Biking, running, swimming, and rowing in an endless variety of drills. The clean&jerk, snatch, squat, deadlift, push-press, bench-press, and power-clean. Jumping, medicine ball throws and catches, pull-ups, dips, push-ups, handstands, presses to handstand, pirouettes, kips, cartwheels, muscle-ups, sit-ups, scales, and holds. We make regular use of bikes, the track, rowing shells and ergometers, Olympic weight sets, rings, parallel bars, free exercise mat, horizontal bar, plyometrics boxes, medicine balls, and jump rope.
Crossfit is defined as Constantly Varied, High intensity, Functional movements. What does this mean though?
The constant variance makes every work out and exercise a surprise, which is what makes Crossfit an amazing sport, not being able to specifically prepare for a WOD (work out of the day) means that we are in a better position to work on areas that we usually wouldn’t, this in turn helps us for every activity i.e. riding a bike, having to move bluestones in the garden, help pull yourself over your fence when you’re locked out.
Most workouts have a high intensity, whereby the exercise or WOD will have a time cap, or done for time, meaning some workouts may be a sub 5 minute time for the actual workout (not including warm ups etc) to almost an hour!
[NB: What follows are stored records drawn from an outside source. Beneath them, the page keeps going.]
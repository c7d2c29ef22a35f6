//! 生產/組裝事件與耗用紀錄

use chrono::{DateTime, Utc};
use rust_decimal::Decimal;
use serde::{Deserialize, Serialize};
use uuid::Uuid;

/// 事件類型
#[derive(Debug, Clone, Copy, PartialEq, Eq, Serialize, Deserialize)]
pub enum EventKind {
    /// 批次生產
    Production,
    /// 成品組裝
    Assembly,
}

/// 耗用來源
#[derive(Debug, Clone, PartialEq, Eq, Serialize, Deserialize)]
pub enum ConsumptionSource {
    /// 原料/包材批次
    Lot(Uuid),
    /// 成品庫存（不分批次）
    FinishedGoods(String),
}

/// 耗用紀錄（寫入後不可變）
///
/// 成本於扣料當下自批次複製，之後不再重新計算。
#[derive(Debug, Clone, PartialEq, Serialize, Deserialize)]
pub struct ConsumptionRecord {
    pub id: Uuid,
    pub event_id: Uuid,
    pub event_kind: EventKind,
    pub source: ConsumptionSource,
    pub item_id: String,
    pub quantity: Decimal,
    pub unit: String,
    pub cost_per_unit: Decimal,
    pub total_cost: Decimal,
    pub consumed_at: DateTime<Utc>,
}

impl ConsumptionRecord {
    #[allow(clippy::too_many_arguments)]
    pub fn new(
        event_id: Uuid,
        event_kind: EventKind,
        source: ConsumptionSource,
        item_id: String,
        quantity: Decimal,
        unit: String,
        cost_per_unit: Decimal,
        consumed_at: DateTime<Utc>,
    ) -> Self {
        Self {
            id: Uuid::new_v4(),
            event_id,
            event_kind,
            source,
            item_id,
            quantity,
            unit,
            cost_per_unit,
            total_cost: quantity * cost_per_unit,
            consumed_at,
        }
    }

    /// 來源批次ID（成品庫存時為 None）
    pub fn lot_id(&self) -> Option<Uuid> {
        match self.source {
            ConsumptionSource::Lot(id) => Some(id),
            ConsumptionSource::FinishedGoods(_) => None,
        }
    }
}

/// 生產事件
#[derive(Debug, Clone, PartialEq, Serialize, Deserialize)]
pub struct ProductionEvent {
    pub id: Uuid,
    pub recipe_id: String,

    /// 對應的配方快照
    pub snapshot_id: Uuid,

    pub batches: u64,
    pub expected_yield: Decimal,

    /// 實際產量（可少於預期，例如失敗批次）
    pub actual_yield: u64,

    /// 總成本（耗用紀錄合計）
    pub total_cost: Decimal,

    /// 單位成本（實際產量為 0 時為 None）
    pub per_unit_cost: Option<Decimal>,

    pub recorded_at: DateTime<Utc>,
    pub consumptions: Vec<ConsumptionRecord>,
}

impl ProductionEvent {
    /// 產量差異（實際 - 預期）
    pub fn yield_variance(&self) -> Decimal {
        Decimal::from(self.actual_yield) - self.expected_yield
    }
}

/// 組裝事件
#[derive(Debug, Clone, PartialEq, Serialize, Deserialize)]
pub struct AssemblyEvent {
    pub id: Uuid,
    pub bundle_id: String,

    /// 對應的組合快照
    pub snapshot_id: Uuid,

    pub quantity: u64,
    pub total_cost: Decimal,
    pub per_unit_cost: Option<Decimal>,
    pub recorded_at: DateTime<Utc>,
    pub consumptions: Vec<ConsumptionRecord>,
}

/// 由耗用紀錄計算總成本與單位成本
pub fn summarize_cost(
    consumptions: &[ConsumptionRecord],
    output_units: u64,
    cost_scale: u32,
) -> (Decimal, Option<Decimal>) {
    let total: Decimal = consumptions.iter().map(|c| c.total_cost).sum();
    let per_unit = if output_units == 0 {
        None
    } else {
        Some((total / Decimal::from(output_units)).round_dp(cost_scale))
    };
    (total, per_unit)
}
The way I like to look at Crossfit is that it prepares you for high demand physical activities as well as normal day to day activities. My favourite example to use with patients and clients intrigued about Crossfit and hearing that it’s dangerous is the following;
What is the difference between a 25 year old male deadlifting 200kg and your 85 year old Grandmother lifting up her groceries? Well it’s all relative, there should be absolutely nothing differing in technique, muscle firing patterns etc, the only difference is the amount of weight being used. So why is dead-lifting dangerous? Well, it shouldn’t be if done correctly! This same theory is relevant to all exercise and Crossfit is no different.
We all squat also don’t we? So why not do it correctly, whether it’s when sitting into a seat, squatting to pick up your pet dog etc.squatting is a fundamental human movement that we should all be able to perform safely and well.
From a participant, of course I’m slightly biased towards being Pro Crossfit, however from a Health Professional point of view; I can honestly say that if done correctly cannot see another exercise/sport that can improve our day to day life from a Functional point of view.
Taking part in Crossfit has also influenced how I treat and manage patients/clients also; I have completed the Crossfit Trainer course and use a lot of the functional movements to help patients back to their full health.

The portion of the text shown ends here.